Personal information
- Born: 13 February 1948 (age 78) Iceland
- Listed height: 190 cm (6 ft 3 in)

Career information
- Playing career: 1965–1983
- Position: Guard/forward

Career history
- 1965–1970: KFR
- 1970–1983: Valur

Career highlights
- Úrvalsdeild Player of the Year (1974); 2× Icelandic champion (1980, 1983); 3× Icelandic Basketball Cup (1980, 1981, 1983); 6× Úrvalsdeild scoring champion (1967, 1968, 1970, 1972–1974);

= Þórir Magnússon =

Icelandic basketball player (born 1948)

Þórir Magnússon (born 13 February 1948) is an Icelandic former basketball player and the former member of the Icelandic national basketball team.
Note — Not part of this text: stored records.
//! Columnar text parsing.
//!
//! Many operational commands only produce human-formatted output. The
//! [`StateMachine`] turns such output into keyed rows shaped like the
//! records an XML view would produce:
//!
//! ```text
//! Name      Status    Errors          <- header: the first line holding every label
//! --------  --------  ------          <- separator lines are skipped
//! link-1    up        0               <- cells split on runs of 2+ spaces
//! link-2    down      12
//! Total     2 links   n/a             <- shape change: parsing stops here
//! ```

mod terminator;

pub use terminator::{EndMarker, Terminator, TypeHomogeneity};

use std::sync::LazyLock;

use indexmap::IndexMap;
use log::{debug, trace};
use regex::Regex;

use crate::table::Key;
use crate::value::Scalar;

static CELL_SPLIT: LazyLock<Regex> =
    LazyLock::new(|| Regex::new(r"\s{2,}").expect("static regex"));

/// Parsing rules for one text table.
#[derive(Debug, Clone, Default, PartialEq)]
pub struct TextTableSpec {
    /// Parsing starts after the first line containing this text.
    pub title: Option<String>,

    /// Field name to header label.
    pub columns: IndexMap<String, String>,

    /// Key columns (field names or labels); empty means the leftmost column.
    pub key: Vec<String>,

    /// Parse `key<delimiter>value` lines into a single record instead of
    /// columns.
    pub delimiter: Option<String>,

    /// Keep only these fields; empty keeps all.
    pub filters: Vec<String>,

    /// Keep only rows with these keys; empty keeps all.
    pub key_items: Vec<String>,

    /// Stop at the first line containing this text instead of using the
    /// type-homogeneity heuristic.
    pub end_marker: Option<String>,
}

impl TextTableSpec {
    /// Create a column spec from `(field, label)` pairs.
    pub fn with_columns<I, F, L>(columns: I) -> Self
    where
        I: IntoIterator<Item = (F, L)>,
        F: Into<String>,
        L: Into<String>,
    {
        Self {
            columns: columns
                .into_iter()
                .map(|(f, l)| (f.into(), l.into()))
                .collect(),
            ..Default::default()
        }
    }

    /// Set the key columns.
    pub fn with_key<S: Into<String>>(mut self, key: impl IntoIterator<Item = S>) -> Self {
        self.key = key.into_iter().map(Into::into).collect();
        self
    }

    /// Set the title line.
    pub fn with_title(mut self, title: impl Into<String>) -> Self {
        self.title = Some(title.into());
        self
    }

    /// Set the end marker.
    pub fn with_end_marker(mut self, marker: impl Into<String>) -> Self {
        self.end_marker = Some(marker.into());
        self
    }
}

/// One parsed record.
#[derive(Debug, Clone, PartialEq)]
pub struct TextRow {
    /// Record key.
    pub key: Key,

    /// Field name to value, integer-like cells converted.
    pub values: IndexMap<String, Scalar>,
}

/// Reconstructs records from columnar command output.
pub struct StateMachine<'s> {
    spec: &'s TextTableSpec,
    record_key: Option<String>,
    terminator: Box<dyn Terminator>,
}

impl<'s> StateMachine<'s> {
    /// Create a parser for `spec`.
    ///
    /// Uses [`EndMarker`] when the table declares an end marker, [`TypeHomogeneity`]
    /// otherwise.
    pub fn new(spec: &'s TextTableSpec) -> Self {
        let terminator: Box<dyn Terminator> = match &spec.end_marker {
            Some(marker) => Box::new(EndMarker::new(marker.clone())),
            None => Box::new(TypeHomogeneity::new()),
        };
        Self {
            spec,
            record_key: None,
            terminator,
        }
    }

    /// Replace the end-of-table policy.
    pub fn with_terminator(mut self, terminator: impl Terminator + 'static) -> Self {
        self.terminator = Box::new(terminator);
        self
    }

    /// Key given to the single record produced in delimiter mode.
    pub fn with_record_key(mut self, key: impl Into<String>) -> Self {
        self.record_key = Some(key.into());
        self
    }

    /// Parse command output.
    ///
    /// Output without a recognisable header yields no rows.
    pub fn parse(mut self, text: &str) -> Vec<TextRow> {
        let lines: Vec<&str> = text.lines().collect();

        let start = match &self.spec.title {
            Some(title) => match lines.iter().position(|l| l.contains(title.as_str())) {
                Some(pos) => pos + 1,
                None => {
                    debug!("title '{}' not found in output", title);
                    return Vec::new();
                }
            },
            None => 0,
        };
        let body = &lines[start..];

        let mut rows = if self.spec.delimiter.is_some() {
            self.parse_delimited(body)
        } else {
            self.parse_columns(body)
        };

        if !self.spec.key_items.is_empty() {
            rows.retain(|row| match &row.key {
                Key::Name(name) => self.spec.key_items.iter().any(|k| k == name),
                _ => false,
            });
        }
        rows
    }

    fn parse_columns(&mut self, body: &[&str]) -> Vec<TextRow> {
        let spec = self.spec;
        if spec.columns.is_empty() {
            return Vec::new();
        }

        let Some(header_idx) = body
            .iter()
            .position(|line| spec.columns.values().all(|label| line.contains(label.as_str())))
        else {
            debug!("no header line holds all of {:?}", spec.columns.values().collect::<Vec<_>>());
            return Vec::new();
        };
        let header = body[header_idx];

        // Left-to-right order on the header decides which cell is which.
        let mut order: Vec<(usize, &str)> = spec
            .columns
            .iter()
            .map(|(field, label)| (header.find(label.as_str()).unwrap_or(0), field.as_str()))
            .collect();
        order.sort_by_key(|(offset, _)| *offset);
        trace!("column order: {:?}", order);

        let mut rows = Vec::new();
        for line in &body[header_idx + 1..] {
            if line.trim().is_empty() {
                break;
            }
            if is_separator(line) {
                continue;
            }

            let cells: Vec<&str> = CELL_SPLIT.split(line.trim()).collect();
            let shaped = (cells.len() == order.len()).then_some(cells.as_slice());
            if self.terminator.is_end(line, shaped) {
                trace!("end of table at {:?}", line);
                break;
            }
            if shaped.is_none() {
                trace!("skipping line with {} cells: {:?}", cells.len(), line);
                continue;
            }

            let values: IndexMap<String, Scalar> = order
                .iter()
                .zip(&cells)
                .map(|((_, field), cell)| (field.to_string(), Scalar::parse_loose(cell)))
                .collect();
            let key = self.key_for(&values, &order);
            rows.push(TextRow {
                key,
                values: self.filtered(values),
            });
        }
        rows
    }

    fn parse_delimited(&mut self, body: &[&str]) -> Vec<TextRow> {
        let delimiter = self.spec.delimiter.as_deref().unwrap_or(":");
        let mut values = IndexMap::new();

        for line in body {
            if self.terminator.is_end(line, None) {
                break;
            }
            let Some((name, value)) = line.split_once(delimiter) else {
                continue;
            };
            let name = name.trim();
            if name.is_empty() {
                continue;
            }
            values.insert(name.to_string(), Scalar::parse_loose(value));
        }

        if values.is_empty() {
            return Vec::new();
        }
        let key = self.record_key.clone().map_or(Key::Absent, Key::Name);
        vec![TextRow {
            key,
            values: self.filtered(values),
        }]
    }

    fn key_for(&self, values: &IndexMap<String, Scalar>, order: &[(usize, &str)]) -> Key {
        let lookup = |name: &str| -> Option<String> {
            values
                .get(name)
                .or_else(|| {
                    self.spec
                        .columns
                        .iter()
                        .find(|(_, label)| label.as_str() == name)
                        .and_then(|(field, _)| values.get(field))
                })
                .map(Scalar::to_text)
        };

        match self.spec.key.as_slice() {
            [] => order
                .first()
                .and_then(|(_, field)| lookup(field))
                .map_or(Key::Absent, Key::Name),
            [single] => lookup(single).map_or(Key::Absent, Key::Name),
            many => Key::Composite(many.iter().map(|k| lookup(k)).collect()),
        }
    }

    fn filtered(&self, mut values: IndexMap<String, Scalar>) -> IndexMap<String, Scalar> {
        if !self.spec.filters.is_empty() {
            values.retain(|field, _| self.spec.filters.contains(field));
        }
        values
    }
}

fn is_separator(line: &str) -> bool {
    let line = line.trim();
    !line.is_empty() && line.chars().all(|c| c == '-' || c == '=' || c.is_whitespace())
}

#[cfg(test)]
mod tests {
    use super::*;

    fn link_spec() -> TextTableSpec {
        TextTableSpec::with_columns([("name", "Name"), ("status", "Status"), ("errors", "Errors")])
            .with_key(["name"])
    }

    #[test]
    fn test_basic_columns() {
        let output = "\
PPP LINK STATISTICS
Name      Status    Errors
--------  --------  ------
link-1    up        0
link-2    down      12
";
        let spec = link_spec();
        let rows = StateMachine::new(&spec).parse(output);
        assert_eq!(rows.len(), 2);
        assert_eq!(rows[0].key, Key::Name("link-1".into()));
        assert_eq!(rows[0].values["status"], Scalar::Str("up".into()));
        assert_eq!(rows[1].values["errors"], Scalar::Int(12));
    }

    #[test]
    fn test_header_order_follows_offsets() {
        let output = "STATUS  NAME\nup      ge-0/0/0\ndown    ge-0/0/1\n";
        let spec = TextTableSpec::with_columns([("name", "NAME"), ("status", "STATUS")]).with_key(["name"]);
        let rows = StateMachine::new(&spec).parse(output);

        assert_eq!(rows.len(), 2);
        assert_eq!(rows[0].values["status"], Scalar::Str("up".into()));
        assert_eq!(rows[0].values["name"], Scalar::Str("ge-0/0/0".into()));
        assert_eq!(rows[1].key, Key::Name("ge-0/0/1".into()));
    }

    #[test]
    fn test_shape_change_ends_table() {
        let output = "\
Name      Status    Errors
link-1    up        0
link-2    down      12
Total     2 links   n/a
";
        let spec = link_spec();
        let rows = StateMachine::new(&spec).parse(output);
        let keys: Vec<_> = rows.iter().map(|r| r.key.clone()).collect();
        assert_eq!(keys, vec![Key::Name("link-1".into()), Key::Name("link-2".into())]);
    }

    #[test]
    fn test_blank_line_ends_table() {
        let output = "Name    Status  Errors\nlink-1  up      0\n\nlink-2  down    1\n";
        let spec = link_spec();
        assert_eq!(StateMachine::new(&spec).parse(output).len(), 1);
    }

    #[test]
    fn test_cells_keep_single_spaces() {
        let output = "Name      Status       Errors\nlink-1    admin down   3\n";
        let spec = link_spec();
        let rows = StateMachine::new(&spec).parse(output);
        assert_eq!(rows[0].values["status"], Scalar::Str("admin down".into()));
    }

    #[test]
    fn test_no_header_is_empty() {
        let spec = link_spec();
        assert!(StateMachine::new(&spec).parse("error: command not found\n").is_empty());
        assert!(StateMachine::new(&spec).parse("").is_empty());
    }

    #[test]
    fn test_title_and_end_marker() {
        let output = "\
Name  Status  Errors
junk  junk    1
LINKS
Name      Status    Errors
link-1    up        0
Total     3         4
{master}
link-9    up        0
";
        let spec = link_spec().with_title("LINKS").with_end_marker("{master}");
        let rows = StateMachine::new(&spec).parse(output);
        // the end marker replaces the shape heuristic, so the total row stays
        assert_eq!(rows.len(), 2);
        assert_eq!(rows[1].key, Key::Name("Total".into()));
    }

    #[test]
    fn test_custom_terminator() {
        struct FirstRowOnly(bool);
        impl Terminator for FirstRowOnly {
            fn is_end(&mut self, _line: &str, fields: Option<&[&str]>) -> bool {
                if fields.is_some() {
                    let seen = self.0;
                    self.0 = true;
                    return seen;
                }
                false
            }
        }

        let output = "Name    Status  Errors\nlink-1  up      0\nlink-2  up      0\n";
        let spec = link_spec();
        let rows = StateMachine::new(&spec)
            .with_terminator(FirstRowOnly(false))
            .parse(output);
        assert_eq!(rows.len(), 1);
    }

    #[test]
    fn test_composite_key_filters_and_key_items() {
        let output = "\
Slot  Port  State   Speed
0     1     up      1000
0     2     down    1000
1     1     up      10000
";
        let mut spec = TextTableSpec::with_columns([
            ("slot", "Slot"),
            ("port", "Port"),
            ("state", "State"),
            ("speed", "Speed"),
        ])
        .with_key(["Slot", "port"]);
        spec.filters = vec!["state".into()];

        let rows = StateMachine::new(&spec).parse(output);
        assert_eq!(rows.len(), 3);
        assert_eq!(
            rows[2].key,
            Key::Composite(vec![Some("1".into()), Some("1".into())])
        );
        assert_eq!(rows[2].values.len(), 1);
        assert!(rows[2].values.contains_key("state"));

        let mut spec = link_spec();
        spec.key_items = vec!["link-2".into()];
        let rows = StateMachine::new(&spec).parse("Name    Status  Errors\nlink-1  up      0\nlink-2  up      0\n");
        assert_eq!(rows.len(), 1);
        assert_eq!(rows[0].key, Key::Name("link-2".into()));
    }

    #[test]
    fn test_delimited_record() {
        let output = "\
Chassis summary
  Model: mx960
  Uptime: 12 days
  Temperature: 41
  no delimiter here
";
        let spec = TextTableSpec {
            title: Some("Chassis summary".into()),
            delimiter: Some(":".into()),
            ..Default::default()
        };
        let rows = StateMachine::new(&spec).with_record_key("ChassisTable").parse(output);
        assert_eq!(rows.len(), 1);
        assert_eq!(rows[0].key, Key::Name("ChassisTable".into()));
        assert_eq!(rows[0].values["Model"], Scalar::Str("mx960".into()));
        assert_eq!(rows[0].values["Temperature"], Scalar::Int(41));
    }
}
Nicknamed "Rocket Man", he was known as a high scoring guard and led the Icelandic Basketball League in scoring for several seasons.

==Career==
On 20 February 1967 Þórir scored a league record 57 points for KFR against ÍS, breaking Einar Bollason’s record of 49 points. For the season he led all players in scoring, totalling 311 points for an average of 31.1 points per game.

Þórir led the league again in scoring in 1968, 1970, 1972 and 1973. In 1974, he won his third straight scoring title, setting a then league record in the process with 416 points.

On 17 March 1980 Þórir scored 32 points in a 100-93 victory against KR in the last game of the season, guaranteeing Valur the first place in the league and the clubs first national championship.

==Icelandic national team==
From 1967 to 1977, Þórir played 46 games for the Icelandic national team.

==Awards, titles and accomplishments==
===Individual awards===
- Úrvalsdeild Player of the Year: 1974

===Titles===
- Úrvalsdeild karla (2): 1980, 1983
- Icelandic Basketball Cup (3): 1980, 1981, 1983

===Accomplishments===
- Úrvalsdeild scoring champion (6): 1967, 1968, 1970, 1972, 1973, 1974

==Personal life==
Þórir's brother, Jóhannes Magnússon, played for several seasons in the Icelandic league. He played 15 games for the Icelandic national team from 1974 to 1976.